WHAT THE EXERCISE ASKS: When you write out the records, keep every line exactly as it is.

Stored items
§ §
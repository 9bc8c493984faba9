use axum::{
    Json,
    http::StatusCode,
    response::{IntoResponse, Response},
};
use serde::Serialize;
use thiserror::Error;

#[derive(Debug, Error)]
pub enum AppError {
    #[error("Validation error: {0}")]
    ValidationError(#[from] validator::ValidationErrors),

    #[error("Bad request: {0}")]
    BadRequest(anyhow::Error),

    #[error("Not found: {0}")]
    NotFound(anyhow::Error),

    #[error("Conflict: {0}")]
    Conflict(anyhow::Error),

    #[error("Too many requests: {0}")]
    TooManyRequests(String, Option<u64>),

    #[error("Internal server error: {0}")]
    InternalError(#[from] anyhow::Error),

    #[error("Service Unavailable")]
    ServiceUnavailable,

    #[error("Database error: {0}")]
    DatabaseError(anyhow::Error),

    #[error("Configuration error: {0}")]
    ConfigError(anyhow::Error),
}

impl From<config::ConfigError> for AppError {
    fn from(err: config::ConfigError) -> Self {
        AppError::ConfigError(anyhow::Error::new(err))
    }
}

impl From<std::io::Error> for AppError {
    fn from(err: std::io::Error) -> Self {
        AppError::InternalError(anyhow::Error::new(err))
    }
}

impl From<mongodb::error::Error> for AppError {
    fn from(err: mongodb::error::Error) -> Self {
        AppError::DatabaseError(anyhow::Error::new(err))
    }
}

impl IntoResponse for AppError {
    fn into_response(self) -> Response {
        #[derive(Serialize)]
        struct ErrorResponse {
            error: String,
            #[serde(skip_serializing_if = "Option::is_none")]
            details: Option<String>,
        }

        let (status, error_message, details, retry_after) = match self {
            AppError::ValidationError(err) => (
                StatusCode::UNPROCESSABLE_ENTITY,
                "Validation error".to_string(),
                Some(err.to_string()),
                None,
            ),
            AppError::BadRequest(err) => (StatusCode::BAD_REQUEST, err.to_string(), None, None),
            AppError::NotFound(err) => (StatusCode::NOT_FOUND, err.to_string(), None, None),
            AppError::Conflict(err) => (StatusCode::CONFLICT, err.to_string(), None, None),
            AppError::TooManyRequests(msg, retry) => {
                (StatusCode::TOO_MANY_REQUESTS, msg, None, retry)
            }
            AppError::InternalError(err) => {
                tracing::error!(error = ?err, "Internal server error");
                (
                    StatusCode::INTERNAL_SERVER_ERROR,
                    "Internal server error".to_string(),
                    None,
                    None,
                )
            }
            AppError::ServiceUnavailable => (
                StatusCode::SERVICE_UNAVAILABLE,
                "Service unavailable".to_string(),
                None,
                None,
            ),
            AppError::DatabaseError(err) => {
                tracing::error!(error = %err, "Database error");
                (
                    StatusCode::INTERNAL_SERVER_ERROR,
                    "Database error".to_string(),
                    None,
                    None,
                )
            }
            AppError::ConfigError(err) => (
                StatusCode::INTERNAL_SERVER_ERROR,
                "Configuration error".to_string(),
                Some(err.to_string()),
                None,
            ),
        };

        let mut res = (
            status,
            Json(ErrorResponse {
                error: error_message,
                details,
            }),
        )
            .into_response();

        if let Some(retry) = retry_after {
            res.headers_mut()
                .insert(axum::http::header::RETRY_AFTER, retry.into());
        }

        res
    }
}
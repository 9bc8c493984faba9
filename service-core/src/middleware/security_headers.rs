use axum::{extract::Request, http::header, middleware::Next, response::IntoResponse};

/// Headers for a JSON-only API: nothing may be framed, sniffed or loaded.
pub async fn security_headers_middleware(req: Request, next: Next) -> impl IntoResponse {
    let mut response = next.run(req).await;
    let headers = response.headers_mut();

    headers.insert(
        header::X_CONTENT_TYPE_OPTIONS,
        header::HeaderValue::from_static("nosniff"),
    );
    headers.insert(
        header::X_XSS_PROTECTION,
        header::HeaderValue::from_static("1; mode=block"),
    );
    headers.insert(
        header::STRICT_TRANSPORT_SECURITY,
        header::HeaderValue::from_static("max-age=31536000; includeSubDomains"),
    );
    headers.insert(
        header::CONTENT_SECURITY_POLICY,
        header::HeaderValue::from_static("default-src 'none'; frame-ancestors 'none'"),
    );
    headers.insert(
        header::X_FRAME_OPTIONS,
        header::HeaderValue::from_static("DENY"),
    );

    response
}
§ §
FINAL ANSWER:
repository 9bc8c493984faba9
use axum::{
    Json,
    http::StatusCode,
    response::{IntoResponse, Response},
};
use serde::Serialize;
use thiserror::Error;

#[derive(Debug, Error)]
pub enum AppError {
    #[error("Validation error: {0}")]
    ValidationError(#[from] validator::ValidationErrors),

    #[error("Bad request: {0}")]
    BadRequest(anyhow::Error),

    #[error("Not found: {0}")]
    NotFound(anyhow::Error),

    #[error("Conflict: {0}")]
    Conflict(anyhow::Error),

    #[error("Too many requests: {0}")]
    TooManyRequests(String, Option<u64>),

    #[error("Internal server error: {0}")]
    InternalError(#[from] anyhow::Error),

    #[error("Service Unavailable")]
    ServiceUnavailable,

    #[error("Database error: {0}")]
    DatabaseError(anyhow::Error),

    #[error("Configuration error: {0}")]
    ConfigError(anyhow::Error),
}

impl From<config::ConfigError> for AppError {
    fn from(err: config::ConfigError) -> Self {
        AppError::ConfigError(anyhow::Error::new(err))
    }
}

impl From<std::io::Error> for AppError {
    fn from(err: std::io::Error) -> Self {
        AppError::InternalError(anyhow::Error::new(err))
    }
}

impl From<mongodb::error::Error> for AppError {
    fn from(err: mongodb::error::Error) -> Self {
        AppError::DatabaseError(anyhow::Error::new(err))
    }
}

impl IntoResponse for AppError {
    fn into_response(self) -> Response {
        #[derive(Serialize)]
        struct ErrorResponse {
            error: String,
            #[serde(skip_serializing_if = "Option::is_none")]
            details: Option<String>,
        }

        let (status, error_message, details, retry_after) = match self {
            AppError::ValidationError(err) => (
                StatusCode::UNPROCESSABLE_ENTITY,
                "Validation error".to_string(),
                Some(err.to_string()),
                None,
            ),
            AppError::BadRequest(err) => (StatusCode::BAD_REQUEST, err.to_string(), None, None),
            AppError::NotFound(err) => (StatusCode::NOT_FOUND, err.to_string(), None, None),
            AppError::Conflict(err) => (StatusCode::CONFLICT, err.to_string(), None, None),
            AppError::TooManyRequests(msg, retry) => {
                (StatusCode::TOO_MANY_REQUESTS, msg, None, retry)
            }
            AppError::InternalError(err) => {
                tracing::error!(error = ?err, "Internal server error");
                (
                    StatusCode::INTERNAL_SERVER_ERROR,
                    "Internal server error".to_string(),
                    None,
                    None,
                )
            }
            AppError::ServiceUnavailable => (
                StatusCode::SERVICE_UNAVAILABLE,
                "Service unavailable".to_string(),
                None,
                None,
            ),
            AppError::DatabaseError(err) => {
                tracing::error!(error = %err, "Database error");
                (
                    StatusCode::INTERNAL_SERVER_ERROR,
                    "Database error".to_string(),
                    None,
                    None,
                )
            }
            AppError::ConfigError(err) => (
                StatusCode::INTERNAL_SERVER_ERROR,
                "Configuration error".to_string(),
                Some(err.to_string()),
                None,
            ),
        };

        let mut res = (
            status,
            Json(ErrorResponse {
                error: error_message,
                details,
            }),
        )
            .into_response();

        if let Some(retry) = retry_after {
            res.headers_mut()
                .insert(axum::http::header::RETRY_AFTER, retry.into());
        }

        res
    }
}
repository 9bc8c493984faba9
filename service-core/src/middleware/security_headers.rs
use axum::{extract::Request, http::header, middleware::Next, response::IntoResponse};

/// Headers for a JSON-only API: nothing may be framed, sniffed or loaded.
pub async fn security_headers_middleware(req: Request, next: Next) -> impl IntoResponse {
    let mut response = next.run(req).await;
    let headers = response.headers_mut();

    headers.insert(
        header::X_CONTENT_TYPE_OPTIONS,
        header::HeaderValue::from_static("nosniff"),
    );
    headers.insert(
        header::X_XSS_PROTECTION,
        header::HeaderValue::from_static("1; mode=block"),
    );
    headers.insert(
        header::STRICT_TRANSPORT_SECURITY,
        header::HeaderValue::from_static("max-age=31536000; includeSubDomains"),
    );
    headers.insert(
        header::CONTENT_SECURITY_POLICY,
        header::HeaderValue::from_static("default-src 'none'; frame-ancestors 'none'"),
    );
    headers.insert(
        header::X_FRAME_OPTIONS,
        header::HeaderValue::from_static("DENY"),
    );

    response
}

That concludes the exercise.